Using Unification

Unification is used to match sequences of tokens that match the same criteria, or share some features. In the context of formal grammar, unification grammar stipulate that the linguistic tokens share certain features which are defined formally.

In LanguageTool, unification might be used to match several tokens that share a certain set of features, while the exact values of the features are unknown. This way certain rules of agreement can be defined. For example, if the feature to be matched is the same letter case — all uppercase; all lowercase; starting from uppercase and continuing in lowercase etc. — then you simply specify that all tokens must share this feature and only such tokens will be matched.
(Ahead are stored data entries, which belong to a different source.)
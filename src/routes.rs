use axum::http::{header, StatusCode};
use axum::response::IntoResponse;
use axum::{Extension, Json};
use collections_strategy::accounts::{collections_router, AccountRepository, CollectionsService};
use metrics_exporter_prometheus::PrometheusHandle;
use serde_json::json;
use std::sync::atomic::{AtomicBool, Ordering};
use std::sync::Arc;

#[derive(Clone)]
pub(crate) struct AppState {
    pub(crate) readiness: Arc<AtomicBool>,
    pub(crate) metrics: Arc<PrometheusHandle>,
}

pub(crate) fn with_collections_routes<R>(service: Arc<CollectionsService<R>>) -> axum::Router
where
    R: AccountRepository + 'static,
{
    collections_router(service)
        .route("/health", axum::routing::get(healthcheck))
        .route("/ready", axum::routing::get(readiness_endpoint))
        .route("/metrics", axum::routing::get(metrics_endpoint))
}

pub(crate) async fn healthcheck() -> Json<serde_json::Value> {
    Json(json!({ "status": "ok" }))
}

pub(crate) async fn readiness_endpoint(Extension(state): Extension<AppState>) -> impl IntoResponse {
    if state.readiness.load(Ordering::Relaxed) {
        (StatusCode::OK, Json(json!({ "status": "ready" })))
    } else {
        (
            StatusCode::SERVICE_UNAVAILABLE,
            Json(json!({ "status": "initializing" })),
        )
    }
}

pub(crate) async fn metrics_endpoint(Extension(state): Extension<AppState>) -> impl IntoResponse {
    (
        StatusCode::OK,
        [(header::CONTENT_TYPE, "text/plain; version=0.0.4")],
        state.metrics.render(),
    )
}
Though unification is not limited to matching tokens in XML rules (the support in LanguageTool is universal enough to be used in Java rules; simply look at JUnit tests for some inspiration)/

To make it work, you need to first define the feature. You simply need to give a name to it:

<unification feature="case_sensitivity">
 
...  
 
</unification>

Now, you need to add some possible values, or types of these features. To do that, you specify certain criteria of equivalence between tokens the same way as in rules, that is via the token element:

<unification feature="case_sensitivity">
    <equivalence type="startupper">
      <token regexp="yes">\p{Lu}\p{Ll}+</token>
    </equivalence>
    <equivalence type="lowercase">
      <token regexp="yes">\p{Ll}+</token>
    </equivalence>
 </unification>

Here you can see two possible types of instances of the feature case_sensitivity: startupper and lowercase, both defined with a regular-expression token. The unification block must appear in the XML file before any rules and phrases, immediately after the root element rules.

To match tokens that share some feature, you simply write inside the pattern element:

<unify feature="case_sensitivity" type="startupper">
    <token/>
    <token>York</token>
</unify>

The pattern will match any uppercase-starting word before the word "York" (New York, Old York, Pork York…).

A slightly less trivial would be an example of unification over three features with many values. Take features such as grammatical number and gender: they have different values in different languages (like singular / plural / dual; feminine / masculine / neutral…). Inflected languages usually have tagsets that specify such features in POS tags. You can match those features using token element, and stipulate that following tokens will have the same features as the starting one:

<unify feature="gender,number" type="masc,singular">
   <token/>
   <token>foo</token>
</unify>

This pattern will match only two tokens which have the same gender and number (masculine and singular). Multiple features and types are simply separated with a comma (,). You can also skip specifying the types - in this case, LanguageTool will try to match all possible values defined as equivalences for the features. Note: you cannot skip features.

<unify feature="gender,number">
   <token/>
   <token>foo</token>
</unify>

You can also match all tokens but the ones that share a certain set of features. Simply use negate="yes" on the unify element:

<unify negate="yes" feature="gender,number">
   <token/>
   <token>foo</token>
</unify>

Unification might also be used for disambiguation. I'll integrate it with the XML-based disambiguator soon (the Java code for selecting only those POS interpretations which are shared in the whole sequence of tokens is already written).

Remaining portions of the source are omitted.